◆ TASK STATEMENT ◆
Count the lines below that contain the word "accepts", and report only that number.

◆ INPUT DATA ◆

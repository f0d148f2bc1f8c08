//! Example: Framing a Byte Stream
//!
//! This example walks through packing blobs into a self-describing framed
//! stream, recovering them again, streaming a frame body, and classifying
//! a torn stream.
//!
//! Run with: `cargo run --example framing_walkthrough`

use framepack::adapters::{pack_to_vec, unpack_from_slice};
use framepack::error::FrameError;
use framepack::{FrameReader, FrameWriter};
use std::io::Read;

fn main() -> Result<(), Box<dyn std::error::Error>> {
    println!("=== Self-Describing Framing Demo ===\n");

    // 1. Pack in-memory blobs
    println!("1. PACKING");
    let blobs: [&[u8]; 3] = [b"hello", b"", b"frame three"];
    let wire = pack_to_vec(blobs);
    println!("   - {} blobs became {} wire bytes", blobs.len(), wire.len());
    println!("   - Hex: {:02X?}", &wire[..wire.len().min(24)]);
    println!();

    // 2. Recover zero-copy views
    println!("2. UNPACKING");
    let views = unpack_from_slice(&wire)?;
    for (index, view) in views.iter().enumerate() {
        println!(
            "   - Frame {}: {} bytes: {:?}",
            index,
            view.len(),
            String::from_utf8_lossy(view)
        );
    }
    println!();

    // 3. Stream one frame at a time
    println!("3. STREAMING");
    let mut writer = FrameWriter::new(Vec::new());
    writer.write_frame(&[0xAB; 1000])?;
    writer.write_frame(b"tail")?;
    let stream = writer.into_inner();

    let mut reader = FrameReader::new(&stream[..]);
    while let Some(mut cursor) = reader.next_frame()? {
        let declared = cursor.declared_len();
        let mut body = Vec::new();
        cursor.read_to_end(&mut body)?;
        println!("   - Declared {} bytes, read {} bytes", declared, body.len());
    }
    println!();

    // 4. Classify a torn stream
    println!("4. TRUNCATION");
    let torn = &wire[..wire.len() - 3];
    match unpack_from_slice(torn) {
        Err(FrameError::TruncatedFrame { declared, missing }) => {
            println!(
                "   - Last frame declared {} bytes but {} never arrived",
                declared, missing
            );
        }
        other => println!("   - Unexpected outcome: {:?}", other),
    }

    println!("\n=== Demo Complete ===");
    Ok(())
}
#![no_main]

use framepack::core::vlq;
use framepack::error::FrameError;
use libfuzzer_sys::fuzz_target;

// The streaming and sliced decoders must agree on every input, and whatever
// either recovers must re-encode no longer than what was read.
fuzz_target!(|data: &[u8]| {
    let streamed = vlq::decode(&mut &data[..]);
    let sliced = vlq::decode_slice(data);

    match (streamed, sliced) {
        (Ok(None), Ok(None)) => assert!(data.is_empty()),
        (Ok(Some(a)), Ok(Some((b, consumed)))) => {
            assert_eq!(a, b);
            assert!(consumed <= data.len());
            assert!(vlq::encode(&b).len() <= consumed);
        }
        (
            Err(FrameError::TruncatedInteger { consumed: a }),
            Err(FrameError::TruncatedInteger { consumed: b }),
        ) => {
            assert_eq!(a, b);
            assert_eq!(a, data.len());
        }
        (streamed, sliced) => panic!("decoders disagree: {streamed:?} vs {sliced:?}"),
    }
});
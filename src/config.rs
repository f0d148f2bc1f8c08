//! # Configuration Management
//!
//! Centralized configuration for the framing codec.
//!
//! This module provides structured configuration for readers, writers, and
//! the async codec, including frame length limits and buffering behavior.
//!
//! ## Configuration Sources
//! - TOML files via `from_file()`
//! - Direct instantiation with defaults
//! - Environment-specific overrides
//!
//! ## Security Considerations
//! - An unset `max_frame_len` trusts the peer's declared lengths; set a
//!   limit when reading streams from untrusted sources
//! - The default read buffer (16 KiB) bounds per-frame memory while copying

use crate::error::{FrameError, Result};
use serde::{Deserialize, Serialize};
use std::fs::File;
use std::io::Read;
use std::path::Path;

/// Default capacity for buffered readers and body copy windows
pub const DEFAULT_READ_BUFFER_CAPACITY: usize = 16 * 1024;

/// Main configuration structure that contains all configurable settings
#[derive(Debug, Clone, Deserialize, Serialize)]
pub struct FramingConfig {
    /// Maximum accepted declared frame length in bytes. `None` accepts any
    /// length representable as `u64`.
    #[serde(default, skip_serializing_if = "Option::is_none")]
    pub max_frame_len: Option<u64>,

    /// Capacity of the read buffer used when streaming frame bodies and
    /// when opening files
    #[serde(default = "default_read_buffer_capacity")]
    pub read_buffer_capacity: usize,
}

fn default_read_buffer_capacity() -> usize {
    DEFAULT_READ_BUFFER_CAPACITY
}

impl Default for FramingConfig {
    fn default() -> Self {
        Self {
            max_frame_len: None,
            read_buffer_capacity: DEFAULT_READ_BUFFER_CAPACITY,
        }
    }
}

impl FramingConfig {
    /// Load configuration from a TOML file
    pub fn from_file<P: AsRef<Path>>(path: P) -> Result<Self> {
        let mut file = File::open(path)
            .map_err(|e| FrameError::ConfigError(format!("Failed to open config file: {e}")))?;

        let mut contents = String::new();
        file.read_to_string(&mut contents)
            .map_err(|e| FrameError::ConfigError(format!("Failed to read config file: {e}")))?;

        Self::from_toml(&contents)
    }

    /// Load configuration from TOML string
    pub fn from_toml(content: &str) -> Result<Self> {
        toml::from_str::<Self>(content)
            .map_err(|e| FrameError::ConfigError(format!("Failed to parse TOML: {e}")))
    }

    /// Load configuration from environment variables
    pub fn from_env() -> Result<Self> {
        // Start with defaults
        let mut config = Self::default();

        // Override with environment variables
        if let Ok(limit) = std::env::var("FRAMEPACK_MAX_FRAME_LEN") {
            if let Ok(val) = limit.parse::<u64>() {
                config.max_frame_len = Some(val);
            }
        }

        if let Ok(capacity) = std::env::var("FRAMEPACK_READ_BUFFER_CAPACITY") {
            if let Ok(val) = capacity.parse::<usize>() {
                config.read_buffer_capacity = val;
            }
        }

        Ok(config)
    }

    /// Apply overrides to the default configuration
    pub fn default_with_overrides<F>(mutator: F) -> Self
    where
        F: FnOnce(&mut Self),
    {
        let mut config = Self::default();
        mutator(&mut config);
        config
    }

    /// Generate example configuration file content
    pub fn example_config() -> String {
        toml::to_string_pretty(&Self::default())
            .unwrap_or_else(|_| String::from("# Failed to generate example config"))
    }

    /// Save configuration to a file
    pub fn save_to_file<P: AsRef<Path>>(&self, path: P) -> Result<()> {
        let content = toml::to_string_pretty(self)
            .map_err(|e| FrameError::ConfigError(format!("Failed to serialize config: {e}")))?;

        std::fs::write(path, content)
            .map_err(|e| FrameError::ConfigError(format!("Failed to write config file: {e}")))?;

        Ok(())
    }

    /// Validate the configuration for common issues and misconfigurations
    ///
    /// Returns a list of validation errors. Empty list means configuration is valid.
    pub fn validate(&self) -> Vec<String> {
        let mut errors = Vec::new();

        // Validate frame length limit
        if let Some(limit) = self.max_frame_len {
            if limit == 0 {
                errors.push("Max frame length of 0 rejects every non-empty frame".to_string());
            }
        }

        // Validate read buffer capacity
        if self.read_buffer_capacity == 0 {
            errors.push("Read buffer capacity must be greater than 0".to_string());
        } else if self.read_buffer_capacity > 64 * 1024 * 1024 {
            errors.push(format!(
                "Read buffer capacity very large: {} bytes (maximum recommended: 64 MB)",
                self.read_buffer_capacity
            ));
        }

        errors
    }

    /// Validate and return Result - convenience method
    pub fn validate_strict(&self) -> Result<()> {
        let errors = self.validate();
        if errors.is_empty() {
            Ok(())
        } else {
            Err(FrameError::ConfigError(format!(
                "Configuration validation failed:\n  - {}",
                errors.join("\n  - ")
            )))
        }
    }
}
#![no_main]

use bytes::BytesMut;
use framepack::adapters::unpack_to_vecs;
use framepack::core::codec::FrameCodec;
use libfuzzer_sys::fuzz_target;
use tokio_util::codec::Decoder;

// Drives the codec with input split into small slabs. On streams the codec
// accepts in full, the blocking reader must recover identical frames.
fuzz_target!(|data: &[u8]| {
    // First byte picks the slab size so the corpus explores fragmentation
    // patterns; the rest is the wire stream.
    let step = data.first().map_or(1, |b| usize::from(*b) % 7 + 1);
    let payload = &data[data.len().min(1)..];

    let mut codec = FrameCodec::new();
    let mut buffer = BytesMut::new();
    let mut frames: Vec<Vec<u8>> = Vec::new();
    let mut failed = false;

    for chunk in payload.chunks(step) {
        buffer.extend_from_slice(chunk);
        loop {
            match codec.decode(&mut buffer) {
                Ok(Some(frame)) => frames.push(frame.to_vec()),
                Ok(None) => break,
                Err(_) => {
                    failed = true;
                    break;
                }
            }
        }
        if failed {
            break;
        }
    }

    if !failed {
        loop {
            match codec.decode_eof(&mut buffer) {
                Ok(Some(frame)) => frames.push(frame.to_vec()),
                Ok(None) => break,
                Err(_) => {
                    failed = true;
                    break;
                }
            }
        }
    }

    if !failed {
        let blobs = unpack_to_vecs(payload).expect("codec-clean stream must unpack");
        assert_eq!(blobs, frames);
    }
});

◆ TASK RESULT ◆
2